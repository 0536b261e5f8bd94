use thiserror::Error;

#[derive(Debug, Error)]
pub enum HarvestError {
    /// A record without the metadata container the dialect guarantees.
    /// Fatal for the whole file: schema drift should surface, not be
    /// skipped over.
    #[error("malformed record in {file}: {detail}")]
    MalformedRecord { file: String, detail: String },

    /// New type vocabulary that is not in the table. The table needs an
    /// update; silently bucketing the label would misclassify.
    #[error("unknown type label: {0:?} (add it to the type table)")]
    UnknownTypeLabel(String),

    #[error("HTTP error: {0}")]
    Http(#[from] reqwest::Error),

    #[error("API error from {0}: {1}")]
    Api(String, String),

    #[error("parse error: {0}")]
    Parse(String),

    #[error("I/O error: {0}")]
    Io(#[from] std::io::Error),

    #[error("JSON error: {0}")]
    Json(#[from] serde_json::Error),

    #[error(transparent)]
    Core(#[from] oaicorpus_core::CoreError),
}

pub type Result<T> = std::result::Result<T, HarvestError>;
☆ ☆ ☆
- Exercise instructions -
The records are to be duplicated in full, with every word kept exactly.

- Result below -
repository 0536b261e5f8bd94
use thiserror::Error;

#[derive(Debug, Error)]
pub enum HarvestError {
    /// A record without the metadata container the dialect guarantees.
    /// Fatal for the whole file: schema drift should surface, not be
    /// skipped over.
    #[error("malformed record in {file}: {detail}")]
    MalformedRecord { file: String, detail: String },

    /// New type vocabulary that is not in the table. The table needs an
    /// update; silently bucketing the label would misclassify.
    #[error("unknown type label: {0:?} (add it to the type table)")]
    UnknownTypeLabel(String),

    #[error("HTTP error: {0}")]
    Http(#[from] reqwest::Error),

    #[error("API error from {0}: {1}")]
    Api(String, String),

    #[error("parse error: {0}")]
    Parse(String),

    #[error("I/O error: {0}")]
    Io(#[from] std::io::Error),

    #[error("JSON error: {0}")]
    Json(#[from] serde_json::Error),

    #[error(transparent)]
    Core(#[from] oaicorpus_core::CoreError),
}

pub type Result<T> = std::result::Result<T, HarvestError>;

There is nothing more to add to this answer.